=== Required action ===
Among the lines of the records, count those containing the word "pipelines", then give the number alone.
- Opening Delimiter -
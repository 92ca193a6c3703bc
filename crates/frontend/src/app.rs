use leptos::prelude::*;
use leptos_router::components::{Route, Router, Routes, A};
use leptos_router::path;

use crate::reports::enrollment::EnrollmentPage;
use crate::reports::payment::PaymentPage;

#[component]
pub fn App() -> impl IntoView {
    view! {
        <Router>
            <nav class="top-nav">
                <A href="/">"Специальности"</A>
                <A href="/paid">"Оплаты"</A>
            </nav>
            <main>
                <Routes fallback=|| view! { <p>"Страница не найдена"</p> }>
                    <Route path=path!("/") view=EnrollmentPage />
                    <Route path=path!("/paid") view=PaymentPage />
                </Routes>
            </main>
        </Router>
    }
}
//! Отчёт по оплатам: сколько сделок у каждого менеджера в воронке
//! "Воронка" и сколько из них оплачено (status_id = 142).

use serde::{Deserialize, Serialize};

use super::{find_pipeline_id, matches_period};
use crate::amo::{Pipeline, User};

/// Название воронки продаж для отчёта по оплатам
pub const PAYMENT_PIPELINE_NAME: &str = "Воронка";

/// Статус AmoCRM "успешно реализовано" — сделка оплачена
pub const PAID_STATUS_ID: i64 = 142;

/// Фильтры отчёта по оплатам. `None` — без ограничения.
#[derive(Debug, Clone, Copy, Default, PartialEq, Eq, Serialize, Deserialize)]
pub struct PaymentFilter {
    /// Месяц 0..=11
    pub month: Option<u32>,
    pub year: Option<i32>,
}

/// Строка отчёта по одному менеджеру
#[derive(Debug, Clone, PartialEq, Eq, Serialize, Deserialize)]
pub struct ManagerStats {
    pub name: String,
    pub paid: u32,
    pub total: u32,
}

impl ManagerStats {
    /// Конверсия в процентах: "0%" если сделок нет,
    /// иначе округлённое отношение оплаченных к общему числу.
    pub fn conversion(&self) -> String {
        conversion_label(self.paid, self.total)
    }
}

/// Отчёт по оплатам: по строке на менеджера в порядке списка менеджеров.
#[derive(Debug, Clone, Default, PartialEq, Eq, Serialize, Deserialize)]
pub struct PaymentReport {
    pub rows: Vec<ManagerStats>,
}

impl PaymentReport {
    pub fn total_paid(&self) -> u32 {
        self.rows.iter().map(|r| r.paid).sum()
    }

    pub fn total_leads(&self) -> u32 {
        self.rows.iter().map(|r| r.total).sum()
    }

    /// Конверсия итоговой строки
    pub fn total_conversion(&self) -> String {
        conversion_label(self.total_paid(), self.total_leads())
    }
}

fn conversion_label(paid: u32, total: u32) -> String {
    if total == 0 {
        return "0%".to_string();
    }
    format!("{}%", (paid as f64 / total as f64 * 100.0).round() as u32)
}

/// Строит отчёт по оплатам.
///
/// Если воронки "Воронка" нет, у каждого менеджера остаются нули —
/// это не ошибка.
pub fn build_report(
    users: &[User],
    pipelines: &[Pipeline],
    filter: &PaymentFilter,
) -> PaymentReport {
    let pipeline_id = find_pipeline_id(pipelines, PAYMENT_PIPELINE_NAME);

    let rows = users
        .iter()
        .map(|user| {
            let mut paid = 0;
            let mut total = 0;
            if let Some(pipeline_id) = pipeline_id {
                for lead in &user.leads {
                    if !matches_period(lead.created_at, filter.month, filter.year) {
                        continue;
                    }
                    if lead.pipeline_id != pipeline_id {
                        continue;
                    }
                    total += 1;
                    if lead.status_id == PAID_STATUS_ID {
                        paid += 1;
                    }
                }
            }
            ManagerStats {
                name: user.name.clone(),
                paid,
                total,
            }
        })
        .collect();

    PaymentReport { rows }
}

#[cfg(test)]
mod tests {
    use super::*;
    use crate::amo::Lead;

    // 2025-03-15 12:00:00 UTC
    const MARCH_2025: i64 = 1742040000;

    fn lead(created_at: i64, pipeline_id: i64, status_id: i64) -> Lead {
        Lead {
            id: 1,
            name: "Сделка".into(),
            price: None,
            responsible_user_id: 10,
            created_at,
            pipeline_id,
            status_id,
            custom_fields_values: vec![],
        }
    }

    fn user(id: i64, name: &str, leads: Vec<Lead>) -> User {
        User {
            id,
            name: name.into(),
            email: format!("m{id}@example.com"),
            leads,
        }
    }

    fn funnel() -> Vec<Pipeline> {
        vec![Pipeline { id: 5, name: PAYMENT_PIPELINE_NAME.into() }]
    }

    #[test]
    fn paid_and_total_are_counted_per_manager() {
        let users = vec![user(
            10,
            "Анна",
            vec![
                lead(MARCH_2025, 5, PAID_STATUS_ID),
                lead(MARCH_2025, 5, 1),
            ],
        )];
        let filter = PaymentFilter { month: Some(2), year: Some(2025) };

        let report = build_report(&users, &funnel(), &filter);
        assert_eq!(report.rows.len(), 1);
        assert_eq!(report.rows[0].paid, 1);
        assert_eq!(report.rows[0].total, 2);
        assert_eq!(report.rows[0].conversion(), "50%");
    }

    #[test]
    fn missing_funnel_pipeline_gives_zero_rows_per_manager() {
        let users = vec![
            user(10, "Анна", vec![lead(MARCH_2025, 5, PAID_STATUS_ID)]),
            user(20, "Борис", vec![]),
        ];
        let pipelines = vec![Pipeline { id: 5, name: "Студенты 2025".into() }];
        let filter = PaymentFilter::default();

        let report = build_report(&users, &pipelines, &filter);
        assert_eq!(report.rows.len(), 2);
        for row in &report.rows {
            assert_eq!((row.paid, row.total), (0, 0));
            assert_eq!(row.conversion(), "0%");
        }
        assert_eq!(report.total_conversion(), "0%");
    }

    #[test]
    fn rows_follow_user_order() {
        let users = vec![
            user(20, "Борис", vec![]),
            user(10, "Анна", vec![]),
        ];
        let report = build_report(&users, &funnel(), &PaymentFilter::default());
        let names: Vec<&str> = report.rows.iter().map(|r| r.name.as_str()).collect();
        assert_eq!(names, vec!["Борис", "Анна"]);
    }

    #[test]
    fn leads_outside_period_or_pipeline_are_ignored() {
        let users = vec![user(
            10,
            "Анна",
            vec![
                // другой месяц
                lead(MARCH_2025 - 40 * 86400, 5, PAID_STATUS_ID),
                // другая воронка
                lead(MARCH_2025, 6, PAID_STATUS_ID),
                lead(MARCH_2025, 5, PAID_STATUS_ID),
            ],
        )];
        let filter = PaymentFilter { month: Some(2), year: Some(2025) };

        let report = build_report(&users, &funnel(), &filter);
        assert_eq!(report.rows[0].total, 1);
        assert_eq!(report.rows[0].paid, 1);
        assert_eq!(report.rows[0].conversion(), "100%");
    }

    #[test]
    fn conversion_rounds_to_whole_percent() {
        let stats = ManagerStats { name: "Анна".into(), paid: 1, total: 3 };
        assert_eq!(stats.conversion(), "33%");
        let stats = ManagerStats { name: "Анна".into(), paid: 2, total: 3 };
        assert_eq!(stats.conversion(), "67%");
    }

    #[test]
    fn summary_row_sums_all_managers() {
        let users = vec![
            user(10, "Анна", vec![lead(MARCH_2025, 5, PAID_STATUS_ID)]),
            user(
                20,
                "Борис",
                vec![lead(MARCH_2025, 5, 1), lead(MARCH_2025, 5, PAID_STATUS_ID)],
            ),
        ];
        let filter = PaymentFilter { month: None, year: Some(2025) };

        let report = build_report(&users, &funnel(), &filter);
        assert_eq!(report.total_paid(), 2);
        assert_eq!(report.total_leads(), 3);
        assert_eq!(report.total_conversion(), "67%");
    }
}
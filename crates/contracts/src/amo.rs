use serde::{Deserialize, Serialize};

/// Одно значение дополнительного поля сделки.
///
/// AmoCRM отдаёт значение как строку, число или boolean,
/// поэтому храним его как `serde_json::Value`.
#[derive(Debug, Clone, Serialize, Deserialize)]
pub struct FieldValue {
    pub value: serde_json::Value,
}

/// Дополнительное поле сделки: имя поля плюс список значений.
#[derive(Debug, Clone, Serialize, Deserialize)]
pub struct CustomFieldValue {
    pub field_name: String,
    pub values: Vec<FieldValue>,
}

/// Сделка (заявка) из AmoCRM
#[derive(Debug, Clone, Serialize, Deserialize)]
pub struct Lead {
    pub id: i64,
    pub name: String,
    #[serde(default)]
    pub price: Option<i64>,
    pub responsible_user_id: i64,
    /// Unix-время создания сделки в секундах
    pub created_at: i64,
    pub pipeline_id: i64,
    pub status_id: i64,
    #[serde(default)]
    pub custom_fields_values: Vec<CustomFieldValue>,
}

impl Lead {
    /// Достаёт значение дополнительного поля по названию.
    ///
    /// Берётся первое значение первого поля с подходящим именем.
    /// Если поля нет или список значений пуст — `None`.
    pub fn custom_field(&self, field_name: &str) -> Option<String> {
        self.custom_fields_values
            .iter()
            .find(|f| f.field_name == field_name)
            .and_then(|f| f.values.first())
            .and_then(|v| match &v.value {
                serde_json::Value::String(s) => Some(s.clone()),
                serde_json::Value::Null => None,
                other => Some(other.to_string()),
            })
    }
}

/// Менеджер с привязанными к нему сделками
#[derive(Debug, Clone, Serialize, Deserialize)]
pub struct User {
    pub id: i64,
    pub name: String,
    pub email: String,
    #[serde(default)]
    pub leads: Vec<Lead>,
}

/// Воронка продаж: отчёты ищут воронку по точному названию
/// ("Студенты <год>", "Воронка"), поэтому имя — рабочий идентификатор.
#[derive(Debug, Clone, PartialEq, Eq, Serialize, Deserialize)]
pub struct Pipeline {
    pub id: i64,
    pub name: String,
}

/// Ответ `GET /api/amo`: менеджеры с уже привязанными сделками плюс воронки.
#[derive(Debug, Clone, Serialize, Deserialize)]
pub struct AmoSnapshot {
    pub users: Vec<User>,
    pub pipelines: Vec<Pipeline>,
}

/// Тело ошибки `500 { "error": "..." }`
#[derive(Debug, Clone, Serialize, Deserialize)]
pub struct ErrorResponse {
    pub error: String,
}

#[cfg(test)]
mod tests {
    use super::*;
    use serde_json::json;

    fn lead_with_fields(fields: Vec<CustomFieldValue>) -> Lead {
        Lead {
            id: 1,
            name: "Заявка".into(),
            price: None,
            responsible_user_id: 10,
            created_at: 0,
            pipeline_id: 100,
            status_id: 1,
            custom_fields_values: fields,
        }
    }

    #[test]
    fn custom_field_returns_first_value_of_first_match() {
        let lead = lead_with_fields(vec![
            CustomFieldValue {
                field_name: "Форма".into(),
                values: vec![
                    FieldValue { value: json!("Очная") },
                    FieldValue { value: json!("Заочная") },
                ],
            },
            CustomFieldValue {
                field_name: "Форма".into(),
                values: vec![FieldValue { value: json!("Вечерняя") }],
            },
        ]);
        assert_eq!(lead.custom_field("Форма").as_deref(), Some("Очная"));
    }

    #[test]
    fn custom_field_missing_or_empty_is_none() {
        let lead = lead_with_fields(vec![CustomFieldValue {
            field_name: "База".into(),
            values: vec![],
        }]);
        assert_eq!(lead.custom_field("База"), None);
        assert_eq!(lead.custom_field("Специальность"), None);
    }

    #[test]
    fn custom_field_stringifies_numbers() {
        let lead = lead_with_fields(vec![CustomFieldValue {
            field_name: "База".into(),
            values: vec![FieldValue { value: json!(9) }],
        }]);
        assert_eq!(lead.custom_field("База").as_deref(), Some("9"));
    }

    #[test]
    fn lead_parses_without_custom_fields() {
        let lead: Lead = serde_json::from_value(json!({
            "id": 5,
            "name": "Сделка",
            "responsible_user_id": 2,
            "created_at": 1740000000,
            "pipeline_id": 7,
            "status_id": 142
        }))
        .expect("lead without custom_fields_values must parse");
        assert!(lead.custom_fields_values.is_empty());
        assert_eq!(lead.price, None);
    }
}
- Closing Delimiter -
=== Reply ===
5